27 And of the sons of Zethua, Elioenai, Eliasib, Mathania, Jerimuth, and Zabad, and Aziaza.
En van de kinderen van Zatthu: Eljoenai, Eljasib, Mattanja, en Jeremoth, en Zabad, Aziza.
28 And of the sons of Babai, Johanan, Hanania, Zabbai, Athalai:
En van de kinderen van Bebai: Johanan, Hananja, Sabbai, en Athlai.
29 And of the sons of Bani, Mosollam, and Melluch, and Adaia, Jasub, and Seal, and Ramoth.
En van de kinderen van Bani: Mesullam, Malluch en Adaja, Jasub en Seal, Jeramoth.
30 And of the sons of Phahath, Moab, Edna, and Chalal, Banaias, and Maasias, Mathanias, Beseleel, Bennui, and Manasse.
En van de kinderen van Pahath-Moab: Adna, en Chelal, Benaja, Maaseja, Mattanja, Bezaleel, en Binnui, en Manasse.
31 And of the sons of Herem, Eliezer, Josue, Melchias, Semeias, Simeon,
En van de kinderen van Harim: Eliezer, Jissia, Malchia, Semaja, Simeon.
32 Benjamin, Maloch, Samarias.
Benjamin, Malluch, Semarja.
33 And of the sons of Hasom, Mathanai, Mathatha, Zabad, Eliphelet, Jermai, Manasse, Semei.

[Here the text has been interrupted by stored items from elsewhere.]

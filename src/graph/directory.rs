//! Typed directory records and the Graph calls behind the bulk commands.
//!
//! Covers users, groups, BitLocker recovery keys, OneDrive drives, and
//! mailbox inbox rules. Each list call selects only the fields the exports
//! actually use.

use crate::error::Result;
use crate::graph::GraphClient;
use serde::{Deserialize, Serialize};

#[derive(Debug, Serialize, Deserialize)]
#[serde(rename_all = "camelCase")]
pub struct User {
    pub id: String,
    pub user_principal_name: Option<String>,
    pub display_name: Option<String>,
    pub mail: Option<String>,
    pub account_enabled: Option<bool>,
    pub user_type: Option<String>,
}

#[derive(Debug, Serialize, Deserialize)]
#[serde(rename_all = "camelCase")]
pub struct Group {
    pub id: String,
    pub display_name: Option<String>,
    pub mail: Option<String>,
    pub security_enabled: Option<bool>,
    #[serde(default)]
    pub group_types: Vec<String>,
}

/// Recovery key metadata as returned by the collection endpoint. The `key`
/// property itself is only returned by a per-key read.
#[derive(Debug, Serialize, Deserialize)]
#[serde(rename_all = "camelCase")]
pub struct BitlockerKeyInfo {
    pub id: String,
    pub created_date_time: Option<String>,
    pub device_id: Option<String>,
    pub volume_type: Option<String>,
}

#[derive(Debug, Deserialize)]
#[serde(rename_all = "camelCase")]
pub struct BitlockerKey {
    pub id: String,
    pub key: Option<String>,
    pub device_id: Option<String>,
    pub created_date_time: Option<String>,
}

#[derive(Debug, Deserialize)]
#[serde(rename_all = "camelCase")]
pub struct DriveInfo {
    pub id: String,
    pub web_url: Option<String>,
    pub drive_type: Option<String>,
    pub quota: Option<DriveQuota>,
}

#[derive(Debug, Deserialize)]
#[serde(rename_all = "camelCase")]
pub struct DriveQuota {
    pub total: Option<i64>,
    pub used: Option<i64>,
}

#[derive(Debug, Deserialize)]
#[serde(rename_all = "camelCase")]
pub struct MessageRule {
    pub id: String,
    pub display_name: Option<String>,
    pub is_enabled: Option<bool>,
    pub actions: Option<MessageRuleActions>,
}

#[derive(Debug, Default, Deserialize)]
#[serde(rename_all = "camelCase")]
pub struct MessageRuleActions {
    #[serde(default)]
    pub forward_to: Vec<Recipient>,
    #[serde(default)]
    pub forward_as_attachment_to: Vec<Recipient>,
    #[serde(default)]
    pub redirect_to: Vec<Recipient>,
}

#[derive(Debug, Deserialize)]
#[serde(rename_all = "camelCase")]
pub struct Recipient {
    pub email_address: Option<EmailAddress>,
}

#[derive(Debug, Deserialize)]
#[serde(rename_all = "camelCase")]
pub struct EmailAddress {
    pub address: Option<String>,
}

impl MessageRule {
    /// Addresses this rule forwards or redirects mail to.
    pub fn forward_targets(&self) -> Vec<String> {
        let Some(actions) = &self.actions else {
            return Vec::new();
        };

        actions
            .forward_to
            .iter()
            .chain(&actions.forward_as_attachment_to)
            .chain(&actions.redirect_to)
            .filter_map(|r| r.email_address.as_ref())
            .filter_map(|e| e.address.clone())
            .collect()
    }
}

pub async fn list_users(client: &GraphClient) -> Result<Vec<User>> {
    client
        .get_all_pages(
            "users?$select=id,userPrincipalName,displayName,mail,accountEnabled,userType",
        )
        .await
}

pub async fn list_groups(client: &GraphClient) -> Result<Vec<Group>> {
    client
        .get_all_pages("groups?$select=id,displayName,mail,securityEnabled,groupTypes")
        .await
}

pub async fn list_bitlocker_keys(client: &GraphClient) -> Result<Vec<BitlockerKeyInfo>> {
    client
        .get_all_pages_beta("informationProtection/bitlocker/recoveryKeys")
        .await
}

/// Read one recovery key including the key material. Audited by Entra ID on
/// every call, which is why the backup fetches keys one at a time through
/// the paced runner.
pub async fn get_bitlocker_key(client: &GraphClient, key_id: &str) -> Result<BitlockerKey> {
    client
        .get_beta(&format!(
            "informationProtection/bitlocker/recoveryKeys/{}?$select=key,deviceId,createdDateTime,id",
            key_id
        ))
        .await
}

/// Fetch a user's default drive. For an unprovisioned but licensed user the
/// first request triggers provisioning and typically fails until SharePoint
/// finishes, so callers run this through the retry wrapper.
pub async fn get_user_drive(client: &GraphClient, user: &str) -> Result<DriveInfo> {
    client.get(&format!("users/{}/drive", user)).await
}

pub async fn list_inbox_rules(client: &GraphClient, user: &str) -> Result<Vec<MessageRule>> {
    client
        .get_all_pages(&format!("users/{}/mailFolders/inbox/messageRules", user))
        .await
}

#[cfg(test)]
mod tests {
    use super::*;

    #[test]
    fn forward_targets_span_all_action_lists() {
        let rule: MessageRule = serde_json::from_value(serde_json::json!({
            "id": "r1",
            "displayName": "exfil",
            "isEnabled": true,
            "actions": {
                "forwardTo": [{"emailAddress": {"address": "a@evil.test"}}],
                "redirectTo": [{"emailAddress": {"address": "b@evil.test"}}]
            }
        }))
        .unwrap();

        assert_eq!(rule.forward_targets(), vec!["a@evil.test", "b@evil.test"]);
    }

    #[test]
    fn rule_without_actions_has_no_targets() {
        let rule: MessageRule =
            serde_json::from_value(serde_json::json!({"id": "r2"})).unwrap();
        assert!(rule.forward_targets().is_empty());
    }
}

Van de kinderen van Hasum: Mathnai, Mattata, Zabad, Elifelet, Jeremai, Manasse, Simei.
34 Of the sons of Bani, Maaddi, Amran, and Uel,
Van de kinderen van Bani: Maadai, Amram, en Uel,
35 Baneas, and Badaias, Cheliau,
Benaja, Bedeja, Cheluhu,
36 Vania, Marimuth, and Eliasib,
Vanja, Meremoth, Eljasib,
37 Mathanias, Mathania, and Jasi,
Mattanja, Mathnai, en Jaasai,
38 And Bani, and Bennui, Semei,
En Bani, en Binnui, Simei,
39 And Salmias, and Nathan, and Adaias,
En Selemja, en Nathan, en Adaja,
40 And Mechnedebai, Sisai, Sarai,
Machnadbai, Sasai, Sarai,
41 Ezrel, and Selemiau, Semeria,
Azareel, Selemja, Semarja,
42 Sellum, Amaria, Joseph.
Sallum, Amarja, Jozef.
43 Of the sons of Nebo, Jehiel, Mathathias, Zabad, Zabina, Jeddu, and Joel, and Banaia.
Van de kinderen van Nebo: Jeiel, Mattithja, Zabad, Zebina, Jaddai, en Joel, Benaja.
44 All these had taken strange wives, and there were among them women that had borne children.
Alle dezen hadden vreemde vrouwen genomen; en sommigen van hen hadden vrouwen, waarbij zij kinderen gekregen hadden.